What you are asked to do ▸
Wherever a line holds the word "accessing", copy that line from the data.

Study material ▸

//! Reading enum labels and enum array types from the system catalogs.
//!
//! Both queries are rendered by small `Display` structs so their exact text
//! can be checked without a connection.

use crate::{getters::Getter, DatabaseOptions};
use sql_connection::SyncSqlConnection;
use sql_ddl::IteratorJoin;
use std::fmt::{self, Display};

/// `SELECT ... FROM pg_enum`, one row per label.
///
/// ```
/// # use pg_enum::catalog::EnumLabelsQuery;
/// let query = EnumLabelsQuery::for_server_version(90000, 90100);
/// assert_eq!(
///     query.to_string(),
///     "SELECT CAST(enumtypid AS integer) AS v, enumlabel FROM pg_enum ORDER BY enumtypid"
/// );
/// ```
#[derive(Debug, Clone, Copy, PartialEq, Eq)]
pub struct EnumLabelsQuery {
    /// Order labels within a type by `enumsortorder`. Older servers have no
    /// such column and return labels in declaration order.
    pub with_sort_order: bool,
}

impl EnumLabelsQuery {
    pub fn for_server_version(server_version: u32, sort_order_min_version: u32) -> Self {
        Self {
            with_sort_order: server_version >= sort_order_min_version,
        }
    }
}

impl Display for EnumLabelsQuery {
    fn fmt(&self, f: &mut fmt::Formatter<'_>) -> fmt::Result {
        f.write_str("SELECT CAST(enumtypid AS integer) AS v, enumlabel FROM pg_enum ORDER BY enumtypid")?;

        if self.with_sort_order {
            f.write_str(", enumsortorder")?;
        }

        Ok(())
    }
}

/// `SELECT ... FROM pg_type` for the array types of the given enum types, all
/// in one query.
///
/// With no enum types the filter becomes `(1 = 0)`: the query keeps its shape
/// and returns nothing.
#[derive(Debug, Clone, Copy, PartialEq, Eq)]
pub struct ArrayTypesQuery<'a> {
    pub enum_type_ids: &'a [u32],
}

impl Display for ArrayTypesQuery<'_> {
    fn fmt(&self, f: &mut fmt::Formatter<'_>) -> fmt::Result {
        f.write_str("SELECT typname, CAST(typarray AS integer) AS v, CAST(oid AS integer) AS sv FROM pg_type WHERE (")?;

        if self.enum_type_ids.is_empty() {
            f.write_str("(1 = 0)")?;
        } else {
            f.write_str("(oid IN (")?;
            self.enum_type_ids.iter().join(", ", f)?;
            f.write_str("))")?;
        }

        f.write_str(" AND (typarray != 0))")
    }
}

/// One row of the label query.
#[derive(Debug, Clone, PartialEq, Eq)]
pub struct LabelRow {
    pub type_id: u32,
    pub label: String,
}

/// One row of the array type query.
#[derive(Debug, Clone, PartialEq, Eq)]
pub struct ArrayTypeRow {
    pub type_name: String,
    /// `typarray`, aliased `v`.
    pub array_type_id: u32,
    /// The enum type's own oid, aliased `sv`.
    pub element_type_id: u32,
}

/// Everything one catalog read produced, in the order the server returned it.
#[derive(Debug, Clone, Default, PartialEq, Eq)]
pub struct CatalogRows {
    pub labels: Vec<LabelRow>,
    pub array_types: Vec<ArrayTypeRow>,
}

/// Run the label query, then, when array support is on, the array type query
/// for every enum type the first one found.
#[tracing::instrument(skip(conn))]
pub fn read<C>(conn: &C, options: &DatabaseOptions) -> crate::Result<CatalogRows>
where
    C: SyncSqlConnection + ?Sized,
{
    let server_version = conn.server_version()?;
    let labels = read_labels(conn, EnumLabelsQuery::for_server_version(server_version, options.sort_order_min_version))?;

    let array_types = if options.array_support {
        let mut type_ids: Vec<u32> = labels.iter().map(|row| row.type_id).collect();
        type_ids.sort_unstable();
        type_ids.dedup();

        read_array_types(conn, ArrayTypesQuery { enum_type_ids: &type_ids })?
    } else {
        Vec::new()
    };

    tracing::debug!(
        labels = labels.len(),
        array_types = array_types.len(),
        server_version,
        "read enum catalog"
    );

    Ok(CatalogRows { labels, array_types })
}

fn read_labels<C>(conn: &C, query: EnumLabelsQuery) -> crate::Result<Vec<LabelRow>>
where
    C: SyncSqlConnection + ?Sized,
{
    let sql = query.to_string();
    tracing::debug!(%sql);

    let rows = conn.query_raw(&sql)?;
    let mut labels = Vec::with_capacity(rows.len());

    for row in rows {
        labels.push(LabelRow {
            type_id: row.get_expect_oid("v")?,
            label: row.get_expect_string("enumlabel")?,
        });
    }

    Ok(labels)
}

fn read_array_types<C>(conn: &C, query: ArrayTypesQuery<'_>) -> crate::Result<Vec<ArrayTypeRow>>
where
    C: SyncSqlConnection + ?Sized,
{
    let sql = query.to_string();
    tracing::debug!(%sql);

    let rows = conn.query_raw(&sql)?;
    let mut array_types = Vec::with_capacity(rows.len());

    for row in rows {
        array_types.push(ArrayTypeRow {
            type_name: row.get_expect_string("typname")?,
            array_type_id: row.get_expect_oid("v")?,
            element_type_id: row.get_expect_oid("sv")?,
        });
    }

    Ok(array_types)
}
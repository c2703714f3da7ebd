//! Error module
use std::{borrow::Cow, fmt};
use thiserror::Error;

#[derive(Debug, Error)]
/// The error type for query execution and result set access.
pub struct Error {
    kind: ErrorKind,
    original_code: Option<String>,
    original_message: Option<String>,
}

/// Builds an [`Error`](struct.Error.html), optionally carrying what the
/// database itself reported.
pub struct ErrorBuilder {
    kind: ErrorKind,
    original_code: Option<String>,
    original_message: Option<String>,
}

impl ErrorBuilder {
    /// The error code sent by the database.
    pub fn set_original_code(&mut self, code: impl Into<String>) -> &mut Self {
        self.original_code = Some(code.into());
        self
    }

    /// The error message sent by the database.
    pub fn set_original_message(&mut self, message: impl Into<String>) -> &mut Self {
        self.original_message = Some(message.into());
        self
    }

    /// Finish the error.
    pub fn build(self) -> Error {
        Error {
            kind: self.kind,
            original_code: self.original_code,
            original_message: self.original_message,
        }
    }
}

impl Error {
    /// Start building an error of the given kind.
    ///
    /// ```
    /// use sql_connection::{Error, ErrorBuilder, ErrorKind};
    ///
    /// let mut builder: ErrorBuilder = Error::builder(ErrorKind::ResultTypeMismatch("text"));
    /// builder.set_original_code("42804");
    /// let err = builder.build();
    ///
    /// assert_eq!(err.original_code(), Some("42804"));
    /// ```
    pub fn builder(kind: ErrorKind) -> ErrorBuilder {
        ErrorBuilder {
            kind,
            original_code: None,
            original_message: None,
        }
    }

    /// The error code sent by the database, if available.
    pub fn original_code(&self) -> Option<&str> {
        self.original_code.as_deref()
    }

    /// The original error message sent by the database, if available.
    pub fn original_message(&self) -> Option<&str> {
        self.original_message.as_deref()
    }

    /// A more specific error type for matching.
    pub fn kind(&self) -> &ErrorKind {
        &self.kind
    }
}

impl fmt::Display for Error {
    fn fmt(&self, f: &mut fmt::Formatter<'_>) -> fmt::Result {
        fmt::Display::fmt(&self.kind, f)
    }
}

impl From<ErrorKind> for Error {
    fn from(kind: ErrorKind) -> Self {
        Self::builder(kind).build()
    }
}

/// What went wrong.
#[derive(Debug, Error)]
pub enum ErrorKind {
    /// The database rejected or failed the statement.
    #[error("Error querying the database: {}", _0)]
    QueryError(Box<dyn std::error::Error + Send + Sync + 'static>),

    /// The connection could not be used.
    #[error("Error creating a database connection.")]
    ConnectionError(Box<dyn std::error::Error + Send + Sync + 'static>),

    /// A row has no column with the requested alias.
    #[error("Error accessing result set, column not found: {}", column)]
    ColumnNotFound {
        /// The alias that was asked for.
        column: String,
    },

    /// A column holds a value of a different type than requested.
    #[error("Error accessing result set, type mismatch, expected: {}", _0)]
    ResultTypeMismatch(&'static str),

    /// A value could not be converted.
    #[error("Conversion failed: {}", _0)]
    ConversionError(Cow<'static, str>),
}

impl ErrorKind {
    /// Wrap any error reported by a driver as a query failure.
    pub fn query_error(err: impl std::error::Error + Send + Sync + 'static) -> Self {
        Self::QueryError(Box::new(err))
    }

    /// A conversion error with the given message.
    pub fn conversion(msg: impl Into<Cow<'static, str>>) -> Self {
        Self::ConversionError(msg.into())
    }
}

impl From<Error> for ErrorKind {
    fn from(e: Error) -> Self {
        e.kind
    }
}

impl From<std::num::TryFromIntError> for Error {
    fn from(_: std::num::TryFromIntError) -> Self {
        Self::builder(ErrorKind::conversion(
            "Couldn't convert an integer (possible overflow).",
        ))
        .build()
    }
}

Your solution ▸
    #[error("Error accessing result set, column not found: {}", column)]
    #[error("Error accessing result set, type mismatch, expected: {}", _0)]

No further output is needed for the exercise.